[Dataset items]

=== Begin Enclosure ===

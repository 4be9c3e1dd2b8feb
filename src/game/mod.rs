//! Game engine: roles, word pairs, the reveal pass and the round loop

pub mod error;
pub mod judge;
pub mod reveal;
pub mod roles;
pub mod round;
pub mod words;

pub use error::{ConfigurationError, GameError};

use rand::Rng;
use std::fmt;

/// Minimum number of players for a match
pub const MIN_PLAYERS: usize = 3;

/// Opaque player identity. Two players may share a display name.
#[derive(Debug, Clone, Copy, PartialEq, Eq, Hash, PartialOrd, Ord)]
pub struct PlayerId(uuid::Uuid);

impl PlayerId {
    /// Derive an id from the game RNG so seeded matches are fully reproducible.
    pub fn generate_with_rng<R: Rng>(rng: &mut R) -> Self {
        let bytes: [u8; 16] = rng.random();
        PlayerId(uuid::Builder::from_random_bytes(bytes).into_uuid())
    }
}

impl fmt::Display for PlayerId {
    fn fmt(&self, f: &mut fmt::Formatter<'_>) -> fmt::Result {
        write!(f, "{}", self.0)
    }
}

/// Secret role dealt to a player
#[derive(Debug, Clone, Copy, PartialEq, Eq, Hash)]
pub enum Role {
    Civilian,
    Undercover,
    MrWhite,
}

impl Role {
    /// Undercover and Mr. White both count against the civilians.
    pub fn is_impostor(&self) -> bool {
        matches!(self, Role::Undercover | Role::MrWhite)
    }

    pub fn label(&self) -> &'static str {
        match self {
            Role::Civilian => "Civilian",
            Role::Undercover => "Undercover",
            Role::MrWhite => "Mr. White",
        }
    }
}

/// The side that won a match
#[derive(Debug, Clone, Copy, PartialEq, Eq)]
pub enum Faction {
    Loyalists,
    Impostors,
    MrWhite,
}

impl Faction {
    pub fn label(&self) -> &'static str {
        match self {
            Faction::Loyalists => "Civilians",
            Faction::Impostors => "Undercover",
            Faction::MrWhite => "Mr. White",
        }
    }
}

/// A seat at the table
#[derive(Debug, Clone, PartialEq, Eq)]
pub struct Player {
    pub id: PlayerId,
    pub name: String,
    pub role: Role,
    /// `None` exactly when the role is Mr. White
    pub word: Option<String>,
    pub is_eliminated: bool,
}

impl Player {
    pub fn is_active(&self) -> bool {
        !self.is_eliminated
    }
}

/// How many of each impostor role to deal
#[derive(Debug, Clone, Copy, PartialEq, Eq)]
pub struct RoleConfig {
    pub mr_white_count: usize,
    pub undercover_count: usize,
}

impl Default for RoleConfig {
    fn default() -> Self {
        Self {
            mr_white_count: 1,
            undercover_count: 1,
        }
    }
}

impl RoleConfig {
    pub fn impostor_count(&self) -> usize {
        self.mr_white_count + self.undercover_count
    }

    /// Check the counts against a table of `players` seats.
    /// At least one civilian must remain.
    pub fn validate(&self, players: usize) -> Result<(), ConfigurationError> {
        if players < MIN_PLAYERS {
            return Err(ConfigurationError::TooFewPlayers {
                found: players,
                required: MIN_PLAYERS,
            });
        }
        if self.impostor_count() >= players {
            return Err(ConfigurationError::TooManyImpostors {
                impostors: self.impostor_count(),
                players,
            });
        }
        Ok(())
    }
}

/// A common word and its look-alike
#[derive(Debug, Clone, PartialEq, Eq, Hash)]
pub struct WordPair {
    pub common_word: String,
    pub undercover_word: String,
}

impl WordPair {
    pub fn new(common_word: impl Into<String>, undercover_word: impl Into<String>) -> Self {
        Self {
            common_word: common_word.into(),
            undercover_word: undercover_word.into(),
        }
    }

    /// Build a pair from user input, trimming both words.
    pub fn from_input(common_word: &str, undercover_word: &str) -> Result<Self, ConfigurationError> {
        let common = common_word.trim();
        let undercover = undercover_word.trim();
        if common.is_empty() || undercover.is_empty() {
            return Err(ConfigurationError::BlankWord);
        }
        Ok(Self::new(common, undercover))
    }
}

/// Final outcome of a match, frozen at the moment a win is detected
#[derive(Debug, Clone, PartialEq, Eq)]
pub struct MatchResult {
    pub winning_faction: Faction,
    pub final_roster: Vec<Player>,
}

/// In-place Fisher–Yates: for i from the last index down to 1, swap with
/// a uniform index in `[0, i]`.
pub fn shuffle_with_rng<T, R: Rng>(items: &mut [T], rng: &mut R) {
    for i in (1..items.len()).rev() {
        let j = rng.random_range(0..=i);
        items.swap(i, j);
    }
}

=== End Enclosure ===
=== Begin Enclosure ===

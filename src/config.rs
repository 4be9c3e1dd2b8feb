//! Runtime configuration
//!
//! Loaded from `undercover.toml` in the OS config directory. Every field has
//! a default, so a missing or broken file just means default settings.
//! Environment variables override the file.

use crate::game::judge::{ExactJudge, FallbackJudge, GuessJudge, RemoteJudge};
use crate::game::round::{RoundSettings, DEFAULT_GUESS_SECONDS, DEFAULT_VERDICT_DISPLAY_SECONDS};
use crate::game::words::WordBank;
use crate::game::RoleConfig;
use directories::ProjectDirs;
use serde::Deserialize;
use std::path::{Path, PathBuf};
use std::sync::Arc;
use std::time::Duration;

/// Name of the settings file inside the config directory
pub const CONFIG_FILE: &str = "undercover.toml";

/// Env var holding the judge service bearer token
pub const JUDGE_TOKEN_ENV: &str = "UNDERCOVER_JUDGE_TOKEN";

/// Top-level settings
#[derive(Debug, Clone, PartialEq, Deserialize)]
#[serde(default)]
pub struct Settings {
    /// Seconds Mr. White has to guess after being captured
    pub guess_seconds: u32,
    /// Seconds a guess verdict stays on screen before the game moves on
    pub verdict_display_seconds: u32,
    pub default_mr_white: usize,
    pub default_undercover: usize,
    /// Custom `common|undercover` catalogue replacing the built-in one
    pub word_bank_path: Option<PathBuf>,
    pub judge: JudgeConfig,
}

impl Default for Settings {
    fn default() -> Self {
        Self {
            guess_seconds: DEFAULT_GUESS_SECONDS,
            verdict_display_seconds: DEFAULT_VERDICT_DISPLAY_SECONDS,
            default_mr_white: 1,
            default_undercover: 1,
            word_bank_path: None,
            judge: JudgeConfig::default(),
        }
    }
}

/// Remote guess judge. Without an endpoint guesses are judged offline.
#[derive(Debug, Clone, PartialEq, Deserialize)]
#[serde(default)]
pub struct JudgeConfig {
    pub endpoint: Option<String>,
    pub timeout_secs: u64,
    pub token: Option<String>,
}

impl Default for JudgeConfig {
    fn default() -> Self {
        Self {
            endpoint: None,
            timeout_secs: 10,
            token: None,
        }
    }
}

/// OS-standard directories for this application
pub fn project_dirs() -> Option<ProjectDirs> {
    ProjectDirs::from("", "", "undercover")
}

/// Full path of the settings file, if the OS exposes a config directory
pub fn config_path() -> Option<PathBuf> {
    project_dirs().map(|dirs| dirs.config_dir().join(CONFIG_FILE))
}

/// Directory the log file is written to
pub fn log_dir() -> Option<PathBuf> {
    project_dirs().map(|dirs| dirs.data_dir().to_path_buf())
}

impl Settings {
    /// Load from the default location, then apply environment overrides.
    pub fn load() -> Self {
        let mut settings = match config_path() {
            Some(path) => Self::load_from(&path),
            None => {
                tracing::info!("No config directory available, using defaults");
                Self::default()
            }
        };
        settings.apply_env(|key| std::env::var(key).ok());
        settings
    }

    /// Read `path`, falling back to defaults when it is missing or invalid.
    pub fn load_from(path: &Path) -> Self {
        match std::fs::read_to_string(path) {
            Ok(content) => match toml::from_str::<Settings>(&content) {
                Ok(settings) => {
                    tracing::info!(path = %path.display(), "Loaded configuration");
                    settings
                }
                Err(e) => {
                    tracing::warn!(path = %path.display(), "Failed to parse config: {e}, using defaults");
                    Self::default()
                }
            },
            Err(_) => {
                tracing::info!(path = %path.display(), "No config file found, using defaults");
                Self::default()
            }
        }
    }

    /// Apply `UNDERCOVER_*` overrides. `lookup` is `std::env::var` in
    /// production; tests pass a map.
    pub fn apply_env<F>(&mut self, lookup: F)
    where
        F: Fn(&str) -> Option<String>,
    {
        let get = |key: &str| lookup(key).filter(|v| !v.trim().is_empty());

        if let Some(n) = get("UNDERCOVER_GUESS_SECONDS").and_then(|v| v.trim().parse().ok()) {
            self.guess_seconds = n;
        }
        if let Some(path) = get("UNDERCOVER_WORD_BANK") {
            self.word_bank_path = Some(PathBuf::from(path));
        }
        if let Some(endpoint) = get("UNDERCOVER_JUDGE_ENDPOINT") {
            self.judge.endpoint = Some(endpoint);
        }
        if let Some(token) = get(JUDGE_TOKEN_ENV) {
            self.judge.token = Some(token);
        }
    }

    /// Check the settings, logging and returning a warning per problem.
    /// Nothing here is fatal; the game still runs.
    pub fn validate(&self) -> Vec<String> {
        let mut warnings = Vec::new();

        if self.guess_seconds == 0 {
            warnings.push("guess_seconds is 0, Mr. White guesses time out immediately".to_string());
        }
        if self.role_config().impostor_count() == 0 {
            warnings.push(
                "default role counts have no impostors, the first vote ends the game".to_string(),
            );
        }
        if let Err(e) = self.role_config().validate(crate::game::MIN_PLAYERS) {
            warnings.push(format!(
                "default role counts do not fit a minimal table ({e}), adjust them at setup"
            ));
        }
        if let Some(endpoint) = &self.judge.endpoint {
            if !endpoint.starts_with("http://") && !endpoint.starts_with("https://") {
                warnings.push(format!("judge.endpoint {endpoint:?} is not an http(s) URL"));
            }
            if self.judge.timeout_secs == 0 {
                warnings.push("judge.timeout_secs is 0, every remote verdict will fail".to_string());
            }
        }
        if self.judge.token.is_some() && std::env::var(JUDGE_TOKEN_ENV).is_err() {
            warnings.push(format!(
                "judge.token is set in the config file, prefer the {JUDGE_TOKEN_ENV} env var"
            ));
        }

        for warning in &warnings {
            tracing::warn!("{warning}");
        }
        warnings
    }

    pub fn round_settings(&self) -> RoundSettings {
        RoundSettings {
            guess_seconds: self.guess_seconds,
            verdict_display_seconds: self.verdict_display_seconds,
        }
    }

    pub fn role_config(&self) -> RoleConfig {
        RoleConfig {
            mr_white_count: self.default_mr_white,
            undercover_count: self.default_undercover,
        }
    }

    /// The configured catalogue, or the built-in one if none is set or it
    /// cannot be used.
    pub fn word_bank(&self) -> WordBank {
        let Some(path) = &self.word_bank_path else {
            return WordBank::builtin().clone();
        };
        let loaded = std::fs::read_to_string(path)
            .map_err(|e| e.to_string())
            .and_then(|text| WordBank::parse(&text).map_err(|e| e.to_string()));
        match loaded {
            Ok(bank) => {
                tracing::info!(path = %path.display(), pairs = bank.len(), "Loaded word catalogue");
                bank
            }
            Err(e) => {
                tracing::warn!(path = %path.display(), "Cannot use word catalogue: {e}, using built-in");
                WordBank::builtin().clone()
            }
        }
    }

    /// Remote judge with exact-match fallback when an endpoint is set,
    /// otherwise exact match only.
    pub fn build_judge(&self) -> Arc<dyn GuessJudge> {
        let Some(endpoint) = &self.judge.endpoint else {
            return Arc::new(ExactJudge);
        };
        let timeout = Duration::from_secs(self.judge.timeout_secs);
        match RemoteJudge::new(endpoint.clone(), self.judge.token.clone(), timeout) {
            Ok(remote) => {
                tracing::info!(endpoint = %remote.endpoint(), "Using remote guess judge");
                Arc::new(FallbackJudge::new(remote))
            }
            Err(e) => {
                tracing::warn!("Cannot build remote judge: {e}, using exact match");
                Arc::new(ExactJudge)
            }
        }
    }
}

=== End Enclosure ===
=== Begin Enclosure ===

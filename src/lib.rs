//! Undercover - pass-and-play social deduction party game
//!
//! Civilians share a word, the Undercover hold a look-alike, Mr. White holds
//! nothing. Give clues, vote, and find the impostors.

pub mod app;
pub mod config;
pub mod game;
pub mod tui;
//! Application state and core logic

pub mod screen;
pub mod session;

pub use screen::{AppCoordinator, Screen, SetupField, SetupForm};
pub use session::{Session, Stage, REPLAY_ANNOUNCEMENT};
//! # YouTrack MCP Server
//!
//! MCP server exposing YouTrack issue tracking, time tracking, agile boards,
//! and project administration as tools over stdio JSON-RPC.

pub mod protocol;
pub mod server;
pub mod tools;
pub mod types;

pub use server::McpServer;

=== End Enclosure ===

Reproduce each line of the records in which "RoundSettings" appears.

use crate::game::round::{RoundSettings, DEFAULT_GUESS_SECONDS, DEFAULT_VERDICT_DISPLAY_SECONDS};
    pub fn round_settings(&self) -> RoundSettings {
        RoundSettings {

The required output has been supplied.